DIRECTIONS:
Would you reproduce the entries that follow exactly as they appear?

START DATASET

/*
 * Copyright (c) Microsoft Corporation.
 * Licensed under the MIT license.
 */

//! Element-wise arithmetic.
//!
//! The binary operators are implemented for borrowed matrices, strided views and masked
//! views, and take either a matrix or a [`Scalar`] on the right-hand side:
//!
//! ```
//! use gridmat::prelude::*;
//!
//! let a = Matrix::from_rows(&[[1, 2], [3, 4]]);
//! let b = Matrix::filled(2, 2, 10);
//!
//! assert!((&a + &b).eq_slice(&[11, 12, 13, 14]));
//! assert!((&a * 3).eq_slice(&[3, 6, 9, 12]));
//! assert!(a.try_sub(&Matrix::<i32>::seq(4)).is_err());
//! ```
//!
//! Matrix-matrix operators panic when the two shapes differ. The `try_*` methods perform
//! the same operation and return [`MatrixError::ShapeMismatch`] instead. A view combines
//! with any matrix holding the same number of elements.
//!
//! Compound assignment with a scalar (`+= -= *= /=`) is available on mutable matrices and
//! on every mutable view, and writes through to the parent storage.

use std::ops::{Add, AddAssign, Div, DivAssign, Mul, MulAssign, Neg, Sub, SubAssign};

use crate::{
    error::{MatrixError, MatrixResult},
    grid::{Grid1D, Grid1DMut},
    masked::MaskedBase,
    matrix::{DenseData, Matrix, MatrixBase, MutDenseData},
    scalar::Scalar,
    strided::StridedBase,
};

impl<D> MatrixBase<D>
where
    D: DenseData,
    D::Elem: Scalar,
{
    fn zip_shapes<E, F>(&self, other: &MatrixBase<E>, f: F) -> MatrixResult<Matrix<D::Elem>>
    where
        E: DenseData<Elem = D::Elem>,
        F: FnMut(&D::Elem, &D::Elem) -> D::Elem,
    {
        if self.shape() != other.shape() {
            return Err(MatrixError::shape_mismatch(self.shape(), other.shape()));
        }
        self.map2(other, f)
    }
}

macro_rules! impl_binary_op {
    ($Trait:ident, $method:ident, $checked:ident, $op:tt) => {
        impl<D> MatrixBase<D>
        where
            D: DenseData,
            D::Elem: Scalar,
        {
            #[doc = concat!("Return the element-wise `self ", stringify!($op), " other`.")]
            ///
            /// Returns `MatrixError::ShapeMismatch` unless both operands have the same shape.
            pub fn $checked<E>(&self, other: &MatrixBase<E>) -> MatrixResult<Matrix<D::Elem>>
            where
                E: DenseData<Elem = D::Elem>,
            {
                self.zip_shapes(other, |&a, &b| a $op b)
            }
        }

        impl<D, E> $Trait<&MatrixBase<E>> for &MatrixBase<D>
        where
            D: DenseData,
            E: DenseData<Elem = D::Elem>,
            D::Elem: Scalar,
        {
            type Output = Matrix<D::Elem>;

            fn $method(self, rhs: &MatrixBase<E>) -> Self::Output {
                match self.$checked(rhs) {
                    Ok(m) => m,
                    Err(err) => panic!("operator `{}` failed: {}", stringify!($op), err),
                }
            }
        }

        impl<D, B> $Trait<B> for &MatrixBase<D>
        where
            D: DenseData<Elem = B>,
            B: Scalar,
        {
            type Output = Matrix<B>;

            fn $method(self, rhs: B) -> Self::Output {
                self.map(|&x| x $op rhs)
            }
        }
    };
}

impl_binary_op!(Add, add, try_add, +);
impl_binary_op!(Sub, sub, try_sub, -);
impl_binary_op!(Mul, mul, try_mul, *);
impl_binary_op!(Div, div, try_div, /);

impl<D> Neg for &MatrixBase<D>
where
    D: DenseData,
    D::Elem: Scalar + Neg<Output = D::Elem>,
{
    type Output = Matrix<D::Elem>;

    fn neg(self) -> Self::Output {
        self.map(|&x| -x)
    }
}

// Views combine with a matrix of the same element count. The result takes the view's
// natural shape.
macro_rules! impl_view_op {
    ($View:ident, $Trait:ident, $method:ident, $op:tt) => {
        impl<D, E> $Trait<&MatrixBase<E>> for &$View<D>
        where
            D: DenseData,
            E: DenseData<Elem = D::Elem>,
            D::Elem: Scalar,
        {
            type Output = Matrix<D::Elem>;

            fn $method(self, rhs: &MatrixBase<E>) -> Self::Output {
                match self.map2(rhs, |&a, &b| a $op b) {
                    Ok(m) => m,
                    Err(err) => panic!("operator `{}` failed: {}", stringify!($op), err),
                }
            }
        }

        impl<D, B> $Trait<B> for &$View<D>
        where
            D: DenseData<Elem = B>,
            B: Scalar,
        {
            type Output = Matrix<B>;

            fn $method(self, rhs: B) -> Self::Output {
                self.map(|&x| x $op rhs)
            }
        }
    };
    ($View:ident) => {
        impl_view_op!($View, Add, add, +);
        impl_view_op!($View, Sub, sub, -);
        impl_view_op!($View, Mul, mul, *);
        impl_view_op!($View, Div, div, /);

        impl<D> Neg for &$View<D>
        where
            D: DenseData,
            D::Elem: Scalar + Neg<Output = D::Elem>,
        {
            type Output = Matrix<D::Elem>;

            fn neg(self) -> Self::Output {
                self.map(|&x| -x)
            }
        }
    };
}

impl_view_op!(StridedBase);
impl_view_op!(MaskedBase);

macro_rules! impl_assign_op {
    ($Trait:ident, $method:ident, $op:tt) => {
        impl<D, B> $Trait<B> for MatrixBase<D>
        where
            D: MutDenseData<Elem = B>,
            B: Scalar,
        {
            fn $method(&mut self, rhs: B) {
                self.mutate(|&x| x $op rhs);
            }
        }

        impl<D, B> $Trait<B> for StridedBase<D>
        where
            D: MutDenseData<Elem = B>,
            B: Scalar,
        {
            fn $method(&mut self, rhs: B) {
                self.mutate(|&x| x $op rhs);
            }
        }

        impl<D, B> $Trait<B> for MaskedBase<D>
        where
            D: MutDenseData<Elem = B>,
            B: Scalar,
        {
            fn $method(&mut self, rhs: B) {
                self.mutate(|&x| x $op rhs);
            }
        }

        /// Element-wise compound assignment.
        ///
        /// # Panics
        ///
        /// Panics if the two shapes differ.
        impl<D, E> $Trait<&MatrixBase<E>> for MatrixBase<D>
        where
            D: MutDenseData,
            E: DenseData<Elem = D::Elem>,
            D::Elem: Scalar,
        {
            fn $method(&mut self, rhs: &MatrixBase<E>) {
                assert_eq!(
                    self.shape(),
                    rhs.shape(),
                    "operator `{}` requires operands of the same shape",
                    stringify!($op),
                );
                if let Err(err) = self.zip_assign(rhs, |x, &y| *x = *x $op y) {
                    panic!("operator `{}` failed: {}", stringify!($op), err);
                }
            }
        }
    };
}

impl_assign_op!(AddAssign, add_assign, +);
impl_assign_op!(SubAssign, sub_assign, -);
impl_assign_op!(MulAssign, mul_assign, *);
impl_assign_op!(DivAssign, div_assign, /);

///////////
// Tests //
///////////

END DATASET

ANSWER AREA:
/*
 * Copyright (c) Microsoft Corporation.
 * Licensed under the MIT license.
 */

//! Element-wise arithmetic.
//!
//! The binary operators are implemented for borrowed matrices, strided views and masked
//! views, and take either a matrix or a [`Scalar`] on the right-hand side:
//!
//! ```
//! use gridmat::prelude::*;
//!
//! let a = Matrix::from_rows(&[[1, 2], [3, 4]]);
//! let b = Matrix::filled(2, 2, 10);
//!
//! assert!((&a + &b).eq_slice(&[11, 12, 13, 14]));
//! assert!((&a * 3).eq_slice(&[3, 6, 9, 12]));
//! assert!(a.try_sub(&Matrix::<i32>::seq(4)).is_err());
//! ```
//!
//! Matrix-matrix operators panic when the two shapes differ. The `try_*` methods perform
//! the same operation and return [`MatrixError::ShapeMismatch`] instead. A view combines
//! with any matrix holding the same number of elements.
//!
//! Compound assignment with a scalar (`+= -= *= /=`) is available on mutable matrices and
//! on every mutable view, and writes through to the parent storage.

use std::ops::{Add, AddAssign, Div, DivAssign, Mul, MulAssign, Neg, Sub, SubAssign};

use crate::{
    error::{MatrixError, MatrixResult},
    grid::{Grid1D, Grid1DMut},
    masked::MaskedBase,
    matrix::{DenseData, Matrix, MatrixBase, MutDenseData},
    scalar::Scalar,
    strided::StridedBase,
};

impl<D> MatrixBase<D>
where
    D: DenseData,
    D::Elem: Scalar,
{
    fn zip_shapes<E, F>(&self, other: &MatrixBase<E>, f: F) -> MatrixResult<Matrix<D::Elem>>
    where
        E: DenseData<Elem = D::Elem>,
        F: FnMut(&D::Elem, &D::Elem) -> D::Elem,
    {
        if self.shape() != other.shape() {
            return Err(MatrixError::shape_mismatch(self.shape(), other.shape()));
        }
        self.map2(other, f)
    }
}

macro_rules! impl_binary_op {
    ($Trait:ident, $method:ident, $checked:ident, $op:tt) => {
        impl<D> MatrixBase<D>
        where
            D: DenseData,
            D::Elem: Scalar,
        {
            #[doc = concat!("Return the element-wise `self ", stringify!($op), " other`.")]
            ///
            /// Returns `MatrixError::ShapeMismatch` unless both operands have the same shape.
            pub fn $checked<E>(&self, other: &MatrixBase<E>) -> MatrixResult<Matrix<D::Elem>>
            where
                E: DenseData<Elem = D::Elem>,
            {
                self.zip_shapes(other, |&a, &b| a $op b)
            }
        }

        impl<D, E> $Trait<&MatrixBase<E>> for &MatrixBase<D>
        where
            D: DenseData,
            E: DenseData<Elem = D::Elem>,
            D::Elem: Scalar,
        {
            type Output = Matrix<D::Elem>;

            fn $method(self, rhs: &MatrixBase<E>) -> Self::Output {
                match self.$checked(rhs) {
                    Ok(m) => m,
                    Err(err) => panic!("operator `{}` failed: {}", stringify!($op), err),
                }
            }
        }

        impl<D, B> $Trait<B> for &MatrixBase<D>
        where
            D: DenseData<Elem = B>,
            B: Scalar,
        {
            type Output = Matrix<B>;

            fn $method(self, rhs: B) -> Self::Output {
                self.map(|&x| x $op rhs)
            }
        }
    };
}

impl_binary_op!(Add, add, try_add, +);
impl_binary_op!(Sub, sub, try_sub, -);
impl_binary_op!(Mul, mul, try_mul, *);
impl_binary_op!(Div, div, try_div, /);

impl<D> Neg for &MatrixBase<D>
where
    D: DenseData,
    D::Elem: Scalar + Neg<Output = D::Elem>,
{
    type Output = Matrix<D::Elem>;

    fn neg(self) -> Self::Output {
        self.map(|&x| -x)
    }
}

// Views combine with a matrix of the same element count. The result takes the view's
// natural shape.
macro_rules! impl_view_op {
    ($View:ident, $Trait:ident, $method:ident, $op:tt) => {
        impl<D, E> $Trait<&MatrixBase<E>> for &$View<D>
        where
            D: DenseData,
            E: DenseData<Elem = D::Elem>,
            D::Elem: Scalar,
        {
            type Output = Matrix<D::Elem>;

            fn $method(self, rhs: &MatrixBase<E>) -> Self::Output {
                match self.map2(rhs, |&a, &b| a $op b) {
                    Ok(m) => m,
                    Err(err) => panic!("operator `{}` failed: {}", stringify!($op), err),
                }
            }
        }

        impl<D, B> $Trait<B> for &$View<D>
        where
            D: DenseData<Elem = B>,
            B: Scalar,
        {
            type Output = Matrix<B>;

            fn $method(self, rhs: B) -> Self::Output {
                self.map(|&x| x $op rhs)
            }
        }
    };
    ($View:ident) => {
        impl_view_op!($View, Add, add, +);
        impl_view_op!($View, Sub, sub, -);
        impl_view_op!($View, Mul, mul, *);
        impl_view_op!($View, Div, div, /);

        impl<D> Neg for &$View<D>
        where
            D: DenseData,
            D::Elem: Scalar + Neg<Output = D::Elem>,
        {
            type Output = Matrix<D::Elem>;

            fn neg(self) -> Self::Output {
                self.map(|&x| -x)
            }
        }
    };
}

impl_view_op!(StridedBase);
impl_view_op!(MaskedBase);

macro_rules! impl_assign_op {
    ($Trait:ident, $method:ident, $op:tt) => {
        impl<D, B> $Trait<B> for MatrixBase<D>
        where
            D: MutDenseData<Elem = B>,
            B: Scalar,
        {
            fn $method(&mut self, rhs: B) {
                self.mutate(|&x| x $op rhs);
            }
        }

        impl<D, B> $Trait<B> for StridedBase<D>
        where
            D: MutDenseData<Elem = B>,
            B: Scalar,
        {
            fn $method(&mut self, rhs: B) {
                self.mutate(|&x| x $op rhs);
            }
        }

        impl<D, B> $Trait<B> for MaskedBase<D>
        where
            D: MutDenseData<Elem = B>,
            B: Scalar,
        {
            fn $method(&mut self, rhs: B) {
                self.mutate(|&x| x $op rhs);
            }
        }

        /// Element-wise compound assignment.
        ///
        /// # Panics
        ///
        /// Panics if the two shapes differ.
        impl<D, E> $Trait<&MatrixBase<E>> for MatrixBase<D>
        where
            D: MutDenseData,
            E: DenseData<Elem = D::Elem>,
            D::Elem: Scalar,
        {
            fn $method(&mut self, rhs: &MatrixBase<E>) {
                assert_eq!(
                    self.shape(),
                    rhs.shape(),
                    "operator `{}` requires operands of the same shape",
                    stringify!($op),
                );
                if let Err(err) = self.zip_assign(rhs, |x, &y| *x = *x $op y) {
                    panic!("operator `{}` failed: {}", stringify!($op), err);
                }
            }
        }
    };
}

impl_assign_op!(AddAssign, add_assign, +);
impl_assign_op!(SubAssign, sub_assign, -);
impl_assign_op!(MulAssign, mul_assign, *);
impl_assign_op!(DivAssign, div_assign, /);

///////////
// Tests //
///////////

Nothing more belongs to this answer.